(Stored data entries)
^^^^^^^^

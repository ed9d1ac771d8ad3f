//! Environment configuration

use crate::CliError;
use labkit::ValidationRules;
use std::collections::HashMap;
use std::str::FromStr;
use tracing::Level;

pub const LOG_VAR: &str = "LABKIT_LOG";
pub const TRACE_VAR: &str = "LABKIT_TRACE";
pub const MIN_NAME_LEN_VAR: &str = "LABKIT_MIN_NAME_LEN";

#[derive(Debug, Clone, PartialEq)]
pub struct Config {
    pub log_level: Level,
    pub trace_calls: bool,
    pub rules: ValidationRules,
}

impl Default for Config {
    fn default() -> Self {
        Self {
            log_level: Level::INFO,
            trace_calls: false,
            rules: ValidationRules::default(),
        }
    }
}

impl Config {
    pub fn from_env() -> Result<Self, CliError> {
        Self::from_vars(std::env::vars().collect())
    }

    /// Build from a variable map; unset variables keep their defaults.
    pub fn from_vars(vars: HashMap<String, String>) -> Result<Self, CliError> {
        let mut config = Config::default();

        if let Some(level) = vars.get(LOG_VAR) {
            config.log_level = Level::from_str(level.trim())
                .map_err(|_| CliError::Config(format!("{}: unknown level '{}'", LOG_VAR, level)))?;
        }

        if let Some(flag) = vars.get(TRACE_VAR) {
            config.trace_calls = match flag.trim().to_lowercase().as_str() {
                "1" | "true" | "yes" | "on" => true,
                "0" | "false" | "no" | "off" | "" => false,
                other => {
                    return Err(CliError::Config(format!("{}: expected a boolean, got '{}'", TRACE_VAR, other)))
                }
            };
        }

        if let Some(len) = vars.get(MIN_NAME_LEN_VAR) {
            config.rules.min_name_len = len.trim().parse().map_err(|_| {
                CliError::Config(format!("{}: expected a non-negative integer, got '{}'", MIN_NAME_LEN_VAR, len))
            })?;
        }

        Ok(config)
    }
}
//! Labkit Plugin System
//!
//! Every library operation is exposed as a `FunctionPlugin` with metadata,
//! collected in a `PluginRegistry` and invoked through an `EvalContext`.

mod context;
mod registry;
mod traits;

pub use context::{EvalContext, TraceStep};
pub use registry::PluginRegistry;
pub use traits::{ArgMeta, FunctionMeta, FunctionPlugin};

/// Re-export core types for plugin authors
pub mod prelude {
    pub use crate::{ArgMeta, EvalContext, FunctionMeta, FunctionPlugin, PluginRegistry, TraceStep};
    pub use labkit_core::prelude::*;
}
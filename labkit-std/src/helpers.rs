//! Argument extraction shared by the standard plugins

use labkit_core::number::to_i64;
use labkit_core::{LabError, Value};

/// Extract a single number from argument
pub fn extract_number(arg: &Value, func: &str, name: &str) -> Result<f64, LabError> {
    match arg {
        Value::Number(n) => Ok(*n),
        Value::Error(e) => Err(e.clone()),
        other => Err(LabError::arg_type(func, name, "Number", other.type_name())),
    }
}

/// Extract an integral number as `i64`
pub fn extract_integer(arg: &Value, func: &str, name: &str) -> Result<i64, LabError> {
    let n = extract_number(arg, func, name)?;
    to_i64(n).map_err(|e| LabError::from(e).with_suggestion(format!("{}() takes a whole number", func)))
}

/// Extract a text argument
pub fn extract_text<'a>(arg: &'a Value, func: &str, name: &str) -> Result<&'a str, LabError> {
    match arg {
        Value::Text(s) => Ok(s),
        Value::Error(e) => Err(e.clone()),
        other => Err(LabError::arg_type(func, name, "Text", other.type_name())),
    }
}

/// Require exactly `expected` arguments
pub fn require_args(args: &[Value], func: &str, expected: usize) -> Result<(), LabError> {
    if args.len() != expected {
        return Err(LabError::arg_count(func, expected, args.len()));
    }
    Ok(())
}

/// Integers as a list value
pub fn int_list(items: &[i64]) -> Value {
    Value::List(items.iter().map(|&n| Value::from(n)).collect())
}
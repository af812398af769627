//! Score catalog items against a fused style target.
//!
//! The `Scorer` trait assigns a compatibility score to a
//! [`ClothingItem`](crate::ClothingItem) given the
//! [`StyleVector`](crate::StyleVector) produced by signal fusion.

use crate::{ClothingItem, StyleVector};

/// Calculate how well an item matches a style target.
///
/// Higher scores indicate a better match. Scores are **not** required to be
/// bounded: style vectors may leave `0.0..=1.0`, so distance-based scores can
/// go negative. Implementations must be thread-safe (`Send` + `Sync`) and
/// deterministic, returning the same value for the same inputs on every
/// call. Learned models plug in here behind the same contract.
///
/// # Examples
///
/// ```rust
/// use drape_core::{ClothingItem, Scorer, StyleVector};
///
/// struct FormalityOnly;
///
/// impl Scorer for FormalityOnly {
///     fn score(&self, item: &ClothingItem, _target: &StyleVector) -> f64 {
///         item.formality
///     }
/// }
///
/// let item = ClothingItem::new("suit", 0.2, 0.95, 0.7, "Charcoal suit").unwrap();
/// let scorer = FormalityOnly;
/// assert_eq!(scorer.score(&item, &StyleVector::default()), 0.95);
/// ```
pub trait Scorer: Send + Sync {
    /// Return a score for `item` relative to `target`.
    fn score(&self, item: &ClothingItem, target: &StyleVector) -> f64;

    /// Replace non-finite scores so they order below every real score.
    fn sanitise(score: f64) -> f64
    where
        Self: Sized,
    {
        if !score.is_finite() {
            return f64::NEG_INFINITY;
        }
        score
    }
}
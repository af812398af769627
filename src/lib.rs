//! Facade crate for the Drape recommendation engine.
//!
//! This crate re-exports the core domain types, the stress and fusion stages,
//! and the default compatibility ranker behind the `ranker` feature.
//!
//! # Examples
//! ```
//! use std::num::NonZeroUsize;
//! use drape_engine::{
//!     ClothingItem, FusionWeights, MoodState, Ranker, UserBaseline, WeatherCondition,
//!     WeatherSnapshot, CompatibilityRanker, compute_stress_index, fuse,
//! };
//! use drape_engine::PhysiologicalSample;
//!
//! # fn main() -> Result<(), Box<dyn std::error::Error>> {
//! let samples: Vec<_> = [45.0, 46.0, 47.0, 48.0, 49.0]
//!     .into_iter()
//!     .zip(0_u64..)
//!     .map(|(rmssd, ts)| PhysiologicalSample::new(72.0, 50.0, rmssd, ts))
//!     .collect();
//! let stress = compute_stress_index(&samples, UserBaseline::new(60.0, 50.0))?;
//! let weather = WeatherSnapshot::new(283.0, 80.0, WeatherCondition::Rain, 1.0)?;
//! let style = fuse(stress, &weather, &[], MoodState::Happy, FusionWeights::default())?;
//! let catalog = vec![ClothingItem::new("rain-shell", 0.5, 0.3, 0.5, "Packable shell")?];
//! let ranker: CompatibilityRanker = CompatibilityRanker::default();
//! let ranked = ranker.rank(&catalog, &style, NonZeroUsize::MIN);
//! assert_eq!(ranked.len(), 1);
//! # Ok(())
//! # }
//! ```

#![forbid(unsafe_code)]

pub use drape_core::{
    CalendarEvent, ClothingItem, ClothingItemError, EventKind, MoodState, PhysiologicalSample,
    RankedItem, Ranker, SampleOrderError, SampleSeries, Scorer, StyleVector,
    UnknownConditionError, UnknownInputPolicy, UnknownMoodError, UserBaseline, WeatherCondition,
    WeatherSnapshot, WeatherSnapshotError,
};

pub use drape_signals::{
    STRESS_INDEX_MAX, STRESS_SMOOTHING_WINDOW, StressCalculator, StressError,
    compute_stress_index, derive_sample, moving_average, rmssd,
};

pub use drape_fusion::{
    FusionError, FusionWeights, NormalisedSignals, RawSignals, RawWeather, fuse, fuse_raw,
};

#[cfg(feature = "ranker")]
pub use drape_ranker::{CompatibilityRanker, CompatibilityScorer, CompatibilityWeights, rank};
//! Error types emitted by the Drape CLI.
//!
//! Each failure of the engine crates keeps its own variant so callers can
//! tell bad biometrics from bad context or a broken catalog.

use std::sync::Arc;

use camino::Utf8PathBuf;
use drape_core::ClothingItemError;
use drape_fusion::FusionError;
use drape_signals::StressError;
use thiserror::Error;

/// Errors emitted by the Drape CLI.
#[derive(Debug, Error)]
pub enum CliError {
    /// Provided arguments failed Clap validation.
    #[error(transparent)]
    ArgumentParsing(#[from] clap::Error),
    /// Configuration layering failed (files, env, CLI).
    #[error("failed to load configuration: {0}")]
    Configuration(#[from] Arc<ortho_config::OrthoError>),
    /// A required option is missing after configuration merging.
    #[error("missing {field} (pass <{field}> or set {env})")]
    MissingArgument {
        field: &'static str,
        env: &'static str,
    },
    /// `--top-k` was zero.
    #[error("top-k must be at least 1")]
    ZeroTopK,
    /// A referenced input path does not exist on disk.
    #[error("{field} path {path:?} does not exist")]
    MissingSourceFile {
        field: &'static str,
        path: Utf8PathBuf,
    },
    /// A referenced input path exists but is not a file.
    #[error("{field} path {path:?} exists but is not a file")]
    SourcePathNotFile {
        field: &'static str,
        path: Utf8PathBuf,
    },
    /// A referenced input path could not be inspected due to an IO error.
    #[error("failed to inspect {field} path {path:?}: {source}")]
    InspectSourcePath {
        field: &'static str,
        path: Utf8PathBuf,
        #[source]
        source: std::io::Error,
    },
    /// Opening the request file failed.
    #[error("failed to open request at {path:?}: {source}")]
    OpenRequest {
        path: Utf8PathBuf,
        #[source]
        source: std::io::Error,
    },
    /// Request JSON could not be decoded.
    #[error("failed to parse request JSON at {path:?}: {source}")]
    ParseRequest {
        path: Utf8PathBuf,
        #[source]
        source: serde_json::Error,
    },
    /// A catalog entry carried an invalid id or component score.
    #[error("catalog item {index} in {path:?} is invalid: {source}")]
    InvalidCatalogItem {
        path: Utf8PathBuf,
        index: usize,
        #[source]
        source: ClothingItemError,
    },
    /// The stress index could not be computed from the samples.
    #[error("failed to compute stress index: {0}")]
    Stress(#[from] StressError),
    /// Context signals could not be fused into a style target.
    #[error("failed to fuse signals: {0}")]
    Fusion(#[from] FusionError),
    /// Serialising the response failed.
    #[error("failed to serialise response: {0}")]
    SerialiseResponse(#[source] serde_json::Error),
    /// Writing the response failed.
    #[error("failed to write output: {0}")]
    WriteOutput(#[source] std::io::Error),
}
//! The fused, three-dimensional style target.

/// Output of signal fusion: the style a user is likely to want right now.
///
/// Components are weighted sums and are **not** guaranteed to lie in
/// `0.0..=1.0`; for instance a hot day pushes `fabric_weight` past one. Use
/// [`StyleVector::clamped`] when a bounded target is required.
///
/// # Examples
/// ```
/// use drape_core::StyleVector;
///
/// let raw = StyleVector::new(0.4, 1.3, -0.2);
/// assert_eq!(raw.clamped(), StyleVector::new(0.4, 1.0, 0.0));
/// ```
#[derive(Debug, Clone, Copy, PartialEq, Default)]
#[cfg_attr(feature = "serde", derive(serde::Serialize, serde::Deserialize))]
pub struct StyleVector {
    /// Affinity for bright, saturated colours.
    pub color_palette: f64,
    /// Expected formality of the outfit.
    pub formality_level: f64,
    /// Preferred fabric weight; higher means heavier.
    pub fabric_weight: f64,
}

impl StyleVector {
    /// Construct a vector from its components.
    #[must_use]
    pub const fn new(color_palette: f64, formality_level: f64, fabric_weight: f64) -> Self {
        Self {
            color_palette,
            formality_level,
            fabric_weight,
        }
    }

    /// Return a copy with every component clamped into `0.0..=1.0`.
    #[must_use]
    pub const fn clamped(self) -> Self {
        Self {
            color_palette: self.color_palette.clamp(0.0, 1.0),
            formality_level: self.formality_level.clamp(0.0, 1.0),
            fabric_weight: self.fabric_weight.clamp(0.0, 1.0),
        }
    }

    /// Report whether every component is finite.
    #[must_use]
    pub const fn is_finite(&self) -> bool {
        self.color_palette.is_finite()
            && self.formality_level.is_finite()
            && self.fabric_weight.is_finite()
    }
}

^^^^^^^^

### Task instructions
Each line from the top of the records above through the line containing "config.log_level = Level::from_str(level.trim())" needs to be transcribed exactly, and no line after it.

### Written solution
repository ed9d1ac771d8ad3f
//! Environment configuration

use crate::CliError;
use labkit::ValidationRules;
use std::collections::HashMap;
use std::str::FromStr;
use tracing::Level;

pub const LOG_VAR: &str = "LABKIT_LOG";
pub const TRACE_VAR: &str = "LABKIT_TRACE";
pub const MIN_NAME_LEN_VAR: &str = "LABKIT_MIN_NAME_LEN";

#[derive(Debug, Clone, PartialEq)]
pub struct Config {
    pub log_level: Level,
    pub trace_calls: bool,
    pub rules: ValidationRules,
}

impl Default for Config {
    fn default() -> Self {
        Self {
            log_level: Level::INFO,
            trace_calls: false,
            rules: ValidationRules::default(),
        }
    }
}

impl Config {
    pub fn from_env() -> Result<Self, CliError> {
        Self::from_vars(std::env::vars().collect())
    }

    /// Build from a variable map; unset variables keep their defaults.
    pub fn from_vars(vars: HashMap<String, String>) -> Result<Self, CliError> {
        let mut config = Config::default();

        if let Some(level) = vars.get(LOG_VAR) {
            config.log_level = Level::from_str(level.trim())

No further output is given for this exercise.